• Work to be completed:
Each line below should be quoted exactly, please.

** Data shown follows **

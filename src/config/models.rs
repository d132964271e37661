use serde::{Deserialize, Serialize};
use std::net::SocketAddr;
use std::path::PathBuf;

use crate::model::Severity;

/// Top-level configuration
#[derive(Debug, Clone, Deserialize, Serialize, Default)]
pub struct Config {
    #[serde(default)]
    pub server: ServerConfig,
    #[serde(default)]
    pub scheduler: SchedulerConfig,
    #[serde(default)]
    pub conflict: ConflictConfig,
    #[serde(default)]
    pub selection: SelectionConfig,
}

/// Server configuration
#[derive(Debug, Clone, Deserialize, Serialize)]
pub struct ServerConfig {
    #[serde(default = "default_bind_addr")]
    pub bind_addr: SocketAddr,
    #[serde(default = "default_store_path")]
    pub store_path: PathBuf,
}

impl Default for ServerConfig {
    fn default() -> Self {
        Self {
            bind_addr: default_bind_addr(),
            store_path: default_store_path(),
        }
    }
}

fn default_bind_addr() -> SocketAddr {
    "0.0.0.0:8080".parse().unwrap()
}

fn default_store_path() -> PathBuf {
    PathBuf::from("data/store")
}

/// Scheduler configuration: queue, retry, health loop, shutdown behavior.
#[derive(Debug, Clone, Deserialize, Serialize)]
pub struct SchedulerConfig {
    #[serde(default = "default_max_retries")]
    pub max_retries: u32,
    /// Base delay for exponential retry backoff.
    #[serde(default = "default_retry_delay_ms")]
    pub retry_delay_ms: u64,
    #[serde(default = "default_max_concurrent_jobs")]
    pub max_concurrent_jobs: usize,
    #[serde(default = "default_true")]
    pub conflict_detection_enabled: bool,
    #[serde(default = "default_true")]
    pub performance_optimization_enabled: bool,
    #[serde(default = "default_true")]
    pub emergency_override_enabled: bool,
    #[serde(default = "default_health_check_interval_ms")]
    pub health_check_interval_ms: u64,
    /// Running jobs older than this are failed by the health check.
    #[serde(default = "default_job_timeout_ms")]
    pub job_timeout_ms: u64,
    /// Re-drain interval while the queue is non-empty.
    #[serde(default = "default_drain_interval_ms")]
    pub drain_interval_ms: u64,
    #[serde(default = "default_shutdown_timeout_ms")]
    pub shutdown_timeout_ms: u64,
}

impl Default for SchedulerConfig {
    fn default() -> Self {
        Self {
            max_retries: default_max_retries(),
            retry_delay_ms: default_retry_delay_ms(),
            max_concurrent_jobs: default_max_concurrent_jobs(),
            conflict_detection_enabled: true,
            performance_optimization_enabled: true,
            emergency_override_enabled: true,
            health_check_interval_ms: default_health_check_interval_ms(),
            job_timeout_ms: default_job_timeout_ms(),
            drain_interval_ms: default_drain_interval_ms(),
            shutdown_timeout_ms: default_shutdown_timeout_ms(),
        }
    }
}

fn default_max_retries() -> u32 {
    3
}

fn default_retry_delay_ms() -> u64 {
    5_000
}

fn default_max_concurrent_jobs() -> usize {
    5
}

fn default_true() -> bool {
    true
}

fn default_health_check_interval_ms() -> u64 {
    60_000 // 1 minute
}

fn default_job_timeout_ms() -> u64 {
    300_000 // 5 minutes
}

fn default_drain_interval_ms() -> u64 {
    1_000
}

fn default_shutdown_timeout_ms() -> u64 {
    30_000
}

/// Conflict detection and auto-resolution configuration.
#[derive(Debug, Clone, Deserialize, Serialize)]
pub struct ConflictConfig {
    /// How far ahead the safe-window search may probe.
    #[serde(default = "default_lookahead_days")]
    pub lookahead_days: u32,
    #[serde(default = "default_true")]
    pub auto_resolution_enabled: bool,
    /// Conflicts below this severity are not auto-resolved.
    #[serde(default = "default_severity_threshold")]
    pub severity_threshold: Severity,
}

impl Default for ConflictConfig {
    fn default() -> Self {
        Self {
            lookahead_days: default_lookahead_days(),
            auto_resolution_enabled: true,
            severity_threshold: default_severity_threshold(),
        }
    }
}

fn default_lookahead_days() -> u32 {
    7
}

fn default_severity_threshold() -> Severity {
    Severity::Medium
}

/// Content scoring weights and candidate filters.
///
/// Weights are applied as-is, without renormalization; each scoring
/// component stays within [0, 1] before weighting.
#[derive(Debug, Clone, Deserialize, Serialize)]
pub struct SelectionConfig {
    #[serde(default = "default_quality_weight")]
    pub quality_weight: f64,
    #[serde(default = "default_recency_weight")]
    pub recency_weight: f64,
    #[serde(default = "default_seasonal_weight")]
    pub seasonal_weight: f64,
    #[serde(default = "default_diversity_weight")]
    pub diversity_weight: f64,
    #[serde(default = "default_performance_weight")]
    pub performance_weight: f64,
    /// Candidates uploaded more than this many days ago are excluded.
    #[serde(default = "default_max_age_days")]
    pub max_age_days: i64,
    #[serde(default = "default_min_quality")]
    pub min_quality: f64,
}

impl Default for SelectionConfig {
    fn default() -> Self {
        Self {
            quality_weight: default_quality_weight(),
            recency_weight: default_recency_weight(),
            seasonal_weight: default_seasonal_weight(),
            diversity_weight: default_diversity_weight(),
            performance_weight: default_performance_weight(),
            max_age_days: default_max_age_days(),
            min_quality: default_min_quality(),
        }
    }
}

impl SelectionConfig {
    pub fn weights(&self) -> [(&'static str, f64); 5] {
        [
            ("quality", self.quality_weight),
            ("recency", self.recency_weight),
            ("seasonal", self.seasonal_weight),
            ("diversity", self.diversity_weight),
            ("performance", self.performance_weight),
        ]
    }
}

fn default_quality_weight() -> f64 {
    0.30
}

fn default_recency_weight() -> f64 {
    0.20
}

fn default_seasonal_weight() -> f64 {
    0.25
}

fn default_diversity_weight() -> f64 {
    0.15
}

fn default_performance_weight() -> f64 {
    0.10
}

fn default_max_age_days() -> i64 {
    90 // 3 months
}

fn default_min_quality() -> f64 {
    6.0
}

** End of Data shown **

• Completed task:
filename src/config/models.rs
repository d132964271e37661
use serde::{Deserialize, Serialize};
use std::net::SocketAddr;
use std::path::PathBuf;

use crate::model::Severity;

/// Top-level configuration
#[derive(Debug, Clone, Deserialize, Serialize, Default)]
pub struct Config {
    #[serde(default)]
    pub server: ServerConfig,
    #[serde(default)]
    pub scheduler: SchedulerConfig,
    #[serde(default)]
    pub conflict: ConflictConfig,
    #[serde(default)]
    pub selection: SelectionConfig,
}

/// Server configuration
#[derive(Debug, Clone, Deserialize, Serialize)]
pub struct ServerConfig {
    #[serde(default = "default_bind_addr")]
    pub bind_addr: SocketAddr,
    #[serde(default = "default_store_path")]
    pub store_path: PathBuf,
}

impl Default for ServerConfig {
    fn default() -> Self {
        Self {
            bind_addr: default_bind_addr(),
            store_path: default_store_path(),
        }
    }
}

fn default_bind_addr() -> SocketAddr {
    "0.0.0.0:8080".parse().unwrap()
}

fn default_store_path() -> PathBuf {
    PathBuf::from("data/store")
}

/// Scheduler configuration: queue, retry, health loop, shutdown behavior.
#[derive(Debug, Clone, Deserialize, Serialize)]
pub struct SchedulerConfig {
    #[serde(default = "default_max_retries")]
    pub max_retries: u32,
    /// Base delay for exponential retry backoff.
    #[serde(default = "default_retry_delay_ms")]
    pub retry_delay_ms: u64,
    #[serde(default = "default_max_concurrent_jobs")]
    pub max_concurrent_jobs: usize,
    #[serde(default = "default_true")]
    pub conflict_detection_enabled: bool,
    #[serde(default = "default_true")]
    pub performance_optimization_enabled: bool,
    #[serde(default = "default_true")]
    pub emergency_override_enabled: bool,
    #[serde(default = "default_health_check_interval_ms")]
    pub health_check_interval_ms: u64,
    /// Running jobs older than this are failed by the health check.
    #[serde(default = "default_job_timeout_ms")]
    pub job_timeout_ms: u64,
    /// Re-drain interval while the queue is non-empty.
    #[serde(default = "default_drain_interval_ms")]
    pub drain_interval_ms: u64,
    #[serde(default = "default_shutdown_timeout_ms")]
    pub shutdown_timeout_ms: u64,
}

impl Default for SchedulerConfig {
    fn default() -> Self {
        Self {
            max_retries: default_max_retries(),
            retry_delay_ms: default_retry_delay_ms(),
            max_concurrent_jobs: default_max_concurrent_jobs(),
            conflict_detection_enabled: true,
            performance_optimization_enabled: true,
            emergency_override_enabled: true,
            health_check_interval_ms: default_health_check_interval_ms(),
            job_timeout_ms: default_job_timeout_ms(),
            drain_interval_ms: default_drain_interval_ms(),
            shutdown_timeout_ms: default_shutdown_timeout_ms(),
        }
    }
}

fn default_max_retries() -> u32 {
    3
}

fn default_retry_delay_ms() -> u64 {
    5_000
}

fn default_max_concurrent_jobs() -> usize {
    5
}

fn default_true() -> bool {
    true
}

fn default_health_check_interval_ms() -> u64 {
    60_000 // 1 minute
}

fn default_job_timeout_ms() -> u64 {
    300_000 // 5 minutes
}

fn default_drain_interval_ms() -> u64 {
    1_000
}

fn default_shutdown_timeout_ms() -> u64 {
    30_000
}

/// Conflict detection and auto-resolution configuration.
#[derive(Debug, Clone, Deserialize, Serialize)]
pub struct ConflictConfig {
    /// How far ahead the safe-window search may probe.
    #[serde(default = "default_lookahead_days")]
    pub lookahead_days: u32,
    #[serde(default = "default_true")]
    pub auto_resolution_enabled: bool,
    /// Conflicts below this severity are not auto-resolved.
    #[serde(default = "default_severity_threshold")]
    pub severity_threshold: Severity,
}

impl Default for ConflictConfig {
    fn default() -> Self {
        Self {
            lookahead_days: default_lookahead_days(),
            auto_resolution_enabled: true,
            severity_threshold: default_severity_threshold(),
        }
    }
}

fn default_lookahead_days() -> u32 {
    7
}

fn default_severity_threshold() -> Severity {
    Severity::Medium
}

/// Content scoring weights and candidate filters.
///
/// Weights are applied as-is, without renormalization; each scoring
/// component stays within [0, 1] before weighting.
#[derive(Debug, Clone, Deserialize, Serialize)]
pub struct SelectionConfig {
    #[serde(default = "default_quality_weight")]
    pub quality_weight: f64,
    #[serde(default = "default_recency_weight")]
    pub recency_weight: f64,
    #[serde(default = "default_seasonal_weight")]
    pub seasonal_weight: f64,
    #[serde(default = "default_diversity_weight")]
    pub diversity_weight: f64,
    #[serde(default = "default_performance_weight")]
    pub performance_weight: f64,
    /// Candidates uploaded more than this many days ago are excluded.
    #[serde(default = "default_max_age_days")]
    pub max_age_days: i64,
    #[serde(default = "default_min_quality")]
    pub min_quality: f64,
}

impl Default for SelectionConfig {
    fn default() -> Self {
        Self {
            quality_weight: default_quality_weight(),
            recency_weight: default_recency_weight(),
            seasonal_weight: default_seasonal_weight(),
            diversity_weight: default_diversity_weight(),
            performance_weight: default_performance_weight(),
            max_age_days: default_max_age_days(),
            min_quality: default_min_quality(),
        }
    }
}

impl SelectionConfig {
    pub fn weights(&self) -> [(&'static str, f64); 5] {
        [
            ("quality", self.quality_weight),
            ("recency", self.recency_weight),
            ("seasonal", self.seasonal_weight),
            ("diversity", self.diversity_weight),
            ("performance", self.performance_weight),
        ]
    }
}

fn default_quality_weight() -> f64 {
    0.30
}

fn default_recency_weight() -> f64 {
    0.20
}

fn default_seasonal_weight() -> f64 {
    0.25
}

fn default_diversity_weight() -> f64 {
    0.15
}

fn default_performance_weight() -> f64 {
    0.10
}

fn default_max_age_days() -> i64 {
    90 // 3 months
}

fn default_min_quality() -> f64 {
    6.0
}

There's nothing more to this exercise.